▶ SUPPLIED DATA
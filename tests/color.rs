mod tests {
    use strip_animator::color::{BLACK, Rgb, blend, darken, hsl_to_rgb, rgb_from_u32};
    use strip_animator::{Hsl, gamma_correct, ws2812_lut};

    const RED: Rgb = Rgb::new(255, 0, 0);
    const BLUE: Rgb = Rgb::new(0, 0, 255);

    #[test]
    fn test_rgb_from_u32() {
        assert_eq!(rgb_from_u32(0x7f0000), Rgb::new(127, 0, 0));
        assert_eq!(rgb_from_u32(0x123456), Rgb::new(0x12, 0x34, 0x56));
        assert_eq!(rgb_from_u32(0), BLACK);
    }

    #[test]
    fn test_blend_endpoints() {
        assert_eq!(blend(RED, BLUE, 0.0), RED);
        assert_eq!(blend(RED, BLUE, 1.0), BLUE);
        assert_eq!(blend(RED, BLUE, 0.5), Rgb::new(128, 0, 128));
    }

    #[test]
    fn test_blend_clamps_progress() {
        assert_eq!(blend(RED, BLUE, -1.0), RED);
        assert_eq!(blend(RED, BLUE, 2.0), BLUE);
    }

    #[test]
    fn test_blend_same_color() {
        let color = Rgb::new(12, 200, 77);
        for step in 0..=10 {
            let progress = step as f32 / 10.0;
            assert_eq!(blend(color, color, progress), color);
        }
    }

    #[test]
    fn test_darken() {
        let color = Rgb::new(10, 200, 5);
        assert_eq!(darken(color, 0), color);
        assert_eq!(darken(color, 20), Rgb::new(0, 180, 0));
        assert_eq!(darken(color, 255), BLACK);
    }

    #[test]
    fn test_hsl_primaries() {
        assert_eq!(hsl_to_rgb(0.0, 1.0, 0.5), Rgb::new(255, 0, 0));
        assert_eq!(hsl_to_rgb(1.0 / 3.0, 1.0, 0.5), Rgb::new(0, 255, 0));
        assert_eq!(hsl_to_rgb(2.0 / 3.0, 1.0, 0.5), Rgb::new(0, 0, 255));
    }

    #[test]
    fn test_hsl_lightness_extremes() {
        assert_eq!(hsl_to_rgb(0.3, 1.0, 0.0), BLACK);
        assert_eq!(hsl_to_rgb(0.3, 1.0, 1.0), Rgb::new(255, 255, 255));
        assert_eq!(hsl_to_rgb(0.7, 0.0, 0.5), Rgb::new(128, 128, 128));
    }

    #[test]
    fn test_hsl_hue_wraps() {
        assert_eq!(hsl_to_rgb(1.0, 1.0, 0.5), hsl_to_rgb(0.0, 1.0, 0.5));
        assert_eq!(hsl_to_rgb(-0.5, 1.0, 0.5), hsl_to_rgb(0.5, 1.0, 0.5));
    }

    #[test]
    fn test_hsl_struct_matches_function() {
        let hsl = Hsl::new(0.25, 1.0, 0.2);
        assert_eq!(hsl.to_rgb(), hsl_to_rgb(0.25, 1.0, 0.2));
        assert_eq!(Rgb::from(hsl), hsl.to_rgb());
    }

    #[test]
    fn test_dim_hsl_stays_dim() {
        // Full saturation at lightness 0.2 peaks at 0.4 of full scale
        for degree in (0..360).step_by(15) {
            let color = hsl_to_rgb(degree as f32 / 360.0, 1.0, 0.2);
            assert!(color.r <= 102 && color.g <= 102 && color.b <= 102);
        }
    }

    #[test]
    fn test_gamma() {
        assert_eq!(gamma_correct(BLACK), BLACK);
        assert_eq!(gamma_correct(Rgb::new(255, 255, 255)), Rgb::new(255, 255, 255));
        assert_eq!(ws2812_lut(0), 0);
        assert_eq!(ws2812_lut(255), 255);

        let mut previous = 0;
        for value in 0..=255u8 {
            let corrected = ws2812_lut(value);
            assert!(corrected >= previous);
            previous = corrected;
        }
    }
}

▶ ACTIVITY
Show, from the material above, each line that includes the string "corrected".

▶ PROBLEM SOLUTION
            let corrected = ws2812_lut(value);
            assert!(corrected >= previous);
            previous = corrected;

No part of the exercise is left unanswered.